Abstract The transformation biology of sAML from MDS is still not fully understood. Here, we performed a big cohort of paired sequences including target, whole-exome and single cell sequencing to search AML transformation-related last events. The results showed that fifty-five out of the 64 (85.9%) patients presented presumptive last mutation events involving activated signaling, transcription factors, or tumor suppressors. Most last mutation events (63.6%, 35 cases) emerged at the leukemia transformation point. All five of the remaining nine patients analyzed by paired whole exome sequencing showed transformation-related mutations which are not included in the reference targets. Single-cell sequencing indicated that the activated cell signaling route was related to last gene mutation events which take place prior to phenotypic development.
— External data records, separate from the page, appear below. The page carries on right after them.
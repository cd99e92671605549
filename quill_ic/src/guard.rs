//! Receiver guards.
//!
//! A guard is a pure predicate over the receiver. It never allocates and
//! never runs user code.

use quill_runtime::{Shape, Value, ValueKind};
use std::fmt;
use std::sync::Arc;

/// Pure receiver predicate attached to a cache node.
#[derive(Clone)]
pub enum Guard {
    /// Receiver is a native object with exactly this shape.
    ShapeIs(Arc<Shape>),
    /// Receiver has this value kind.
    KindIs(ValueKind),
    /// Matches any receiver. Used by the generic terminal node.
    Always,
}

impl Guard {
    /// Evaluate the guard.
    #[must_use]
    pub fn accepts(&self, receiver: &Value) -> bool {
        match self {
            Self::ShapeIs(shape) => receiver
                .as_object()
                .is_some_and(|obj| obj.shape_id() == shape.id()),
            Self::KindIs(kind) => receiver.kind() == *kind,
            Self::Always => true,
        }
    }

    /// The guarded shape, if this is a shape guard.
    #[must_use]
    pub fn shape(&self) -> Option<&Arc<Shape>> {
        match self {
            Self::ShapeIs(shape) => Some(shape),
            _ => None,
        }
    }
}

impl PartialEq for Guard {
    fn eq(&self, other: &Self) -> bool {
        match (self, other) {
            (Self::ShapeIs(a), Self::ShapeIs(b)) => a.id() == b.id(),
            (Self::KindIs(a), Self::KindIs(b)) => a == b,
            (Self::Always, Self::Always) => true,
            _ => false,
        }
    }
}

impl fmt::Debug for Guard {
    fn fmt(&self, f: &mut fmt::Formatter<'_>) -> fmt::Result {
        match self {
            Self::ShapeIs(shape) => write!(f, "ShapeIs({})", shape.id()),
            Self::KindIs(kind) => write!(f, "KindIs({kind:?})"),
            Self::Always => f.write_str("Always"),
        }
    }
}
Of note, last gene mutation events defined using target sequencing was limited to a small set of genes (less than ten, in the order: NRAS/KRAS, CEBPA, TP53, FLT3, RUNX1, CBL, PTPN11 and WT1, accounted for 91.0% of the mutations). In conclusion, somatic mutations involving in activated signaling, transcription factors, or tumor suppressors appeared to be a precondition for AML transformation from myelodysplastic syndromes. The transformation-related gene mutations may be considered as new therapy targets.